Background: Inflammation is associated with endothelial dysfunction and plays an important role in the pathogenesis and development of cardiovascular diseases. It has been shown that colchicine, an anti-inflammatory drug, improves the cardiovascular outcome in patients with cardiovascular disease. The purpose of this study was to evaluate the short-term effect of low-dose colchicine on endothelial function in patients with coronary artery disease (CAD).
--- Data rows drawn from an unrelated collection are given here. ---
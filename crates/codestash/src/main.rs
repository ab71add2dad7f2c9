//! codestash CLI - back up project directories with smart file selection
//!
//! This is the main entry point for the codestash command-line interface.

mod cli;
mod commands;
mod help;
mod output;
mod settings;

use anyhow::Result;
use clap::Parser;
use tracing_subscriber::{fmt, prelude::*, EnvFilter};

use cli::Cli;

fn main() {
    let cli = Cli::parse();

    if cli.help_detailed {
        help::print_detailed();
        return;
    }

    if let Err(e) = run(&cli) {
        output::error(&format!("{e:#}"));
        std::process::exit(1);
    }
}

fn run(cli: &Cli) -> Result<()> {
    init_tracing(cli)?;

    if cli.list_profiles {
        commands::profile::list(cli)
    } else if cli.create_default_profile {
        commands::profile::create_default(cli)
    } else if cli.restore.is_some() {
        commands::restore::run(cli)
    } else {
        commands::backup::run(cli)
    }
}

/// Initialize tracing: a console layer at the selected level, plus an
/// optional detailed file layer for --log-file.
fn init_tracing(cli: &Cli) -> Result<()> {
    let filter = if cli.quiet {
        EnvFilter::new("error")
    } else {
        EnvFilter::new(cli.log_level.as_filter())
    };

    let console_layer = fmt::layer().with_target(false);

    if let Some(path) = &cli.log_file {
        if let Some(parent) = path.parent() {
            if !parent.as_str().is_empty() {
                std::fs::create_dir_all(parent)?;
            }
        }
        let file = std::fs::File::create(path)?;
        let file_layer = fmt::layer()
            .with_ansi(false)
            .with_writer(std::sync::Arc::new(file));

        tracing_subscriber::registry()
            .with(console_layer)
            .with(file_layer)
            .with(filter)
            .init();
    } else {
        tracing_subscriber::registry()
            .with(console_layer)
            .with(filter)
            .init();
    }

    Ok(())
}
//! Profile commands: list profiles, create the default profile.

use crate::cli::Cli;
use crate::output;
use crate::settings::EffectiveSettings;
use anyhow::Result;
use codestash_backup::{ProfileStore, DEFAULT_PROFILE_NAME};
use codestash_core::{format_bytes, Error};
use console::style;

/// `--list-profiles`
pub fn list(_cli: &Cli) -> Result<()> {
    let store = ProfileStore::open_default()?;
    let names = store.list()?;

    if names.is_empty() {
        output::info("No backup profiles found");
        return Ok(());
    }

    let default = store.default_name();

    output::header("Backup Profiles");
    for name in names {
        let marker = if default.as_deref() == Some(name.as_str()) {
            " (default)"
        } else {
            ""
        };
        println!("  {}{}", style(&name).green(), style(marker).dim());

        match store.load(&name) {
            Ok(profile) => {
                output::item(&format!(
                    "max size {}, compression {}, venv {}",
                    format_bytes(profile.rules.max_file_size),
                    profile.rules.compression_level,
                    if profile.rules.include_venv { "on" } else { "off" },
                ));
                if let Some(dir) = &profile.projects_dir {
                    output::item(&format!("projects root {}", dir.display()));
                }
                if !profile.rules.include_projects.is_empty() {
                    output::item(&format!(
                        "projects: {}",
                        profile.rules.include_projects.join(", ")
                    ));
                }
                if !profile.post_actions.is_empty() {
                    output::item(&format!("{} post-action(s)", profile.post_actions.len()));
                }
            }
            Err(e) => {
                output::item(&format!("unreadable: {e}"));
            }
        }
        println!();
    }

    Ok(())
}

/// `--create-default-profile`: capture the current settings plus every
/// project under the root, save as 'default', and mark it as the default.
pub fn create_default(cli: &Cli) -> Result<()> {
    let store = ProfileStore::open_default()?;
    let settings = EffectiveSettings::defaults().overlay_cli(cli)?;

    let projects_root = settings.resolve_projects_dir();
    if !projects_root.is_dir() {
        return Err(Error::projects_dir_not_found(projects_root.display().to_string()).into());
    }

    let mut project_names = Vec::new();
    for entry in std::fs::read_dir(&projects_root)? {
        let entry = entry?;
        if entry.path().is_dir() {
            if let Some(name) = entry.file_name().to_str() {
                project_names.push(name.to_string());
            }
        }
    }
    project_names.sort();

    let mut profile = settings.to_profile();
    profile.projects_dir = Some(projects_root.clone());
    profile.rules.include_projects = project_names;

    store.save(DEFAULT_PROFILE_NAME, &profile)?;
    store.set_default(DEFAULT_PROFILE_NAME)?;

    output::success(&format!("Default profile '{DEFAULT_PROFILE_NAME}' created"));
    output::kv(
        "Profile file",
        &store
            .dir()
            .join(format!("{DEFAULT_PROFILE_NAME}.json"))
            .display()
            .to_string(),
    );
    output::kv(
        "Projects",
        &profile.rules.include_projects.len().to_string(),
    );

    Ok(())
}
Methods: This was a double-blind, randomized, placebo-controlled, crossover-within-subject clinical trial. A total of 28 patients with CAD received low-dose colchicine (0.5 mg/day) or a placebo for 7 days with a washout period of at least 14 days. Flow-mediated vasodilation (FMD) and serum concentrations of high-sensitivity C-reactive protein (hs-CRP) were measured after the 7-day treatment with colchicine or the placebo.
Results: The serum concentration of hs-CRP was significantly decreased after administration of colchicine compared with that after administration of the placebo [median (interquartile range): 0.04 (0.02-0.08) mg/dL vs. 0.07 (0.04-0.11) mg/dL, P = 0.003], while there was no significant difference in FMD between the treatments [median (interquartile range): 3.1% (1.5-5.3%) vs. 3.3% (1.9-5.2%), P = 0.384]. Colchicine, however, significantly improved FMD in coronary artery disease patients with white blood cell (WBC) counts of ≥7500 WBC/mm3 [median (interquartile range): 3.3% (2.1-6.6%) vs. 2.0% (1.4-3.8%), P = 0.043].
Conclusions: Administration of low-dose colchicine did not improve endothelial function in patients with CAD, but exploratory analysis suggested that endothelial function is significantly improved in patients with leukocyte activation.
Keywords: Atherosclerosis; Cardiovascular disease; Colchicine; Endothelial function.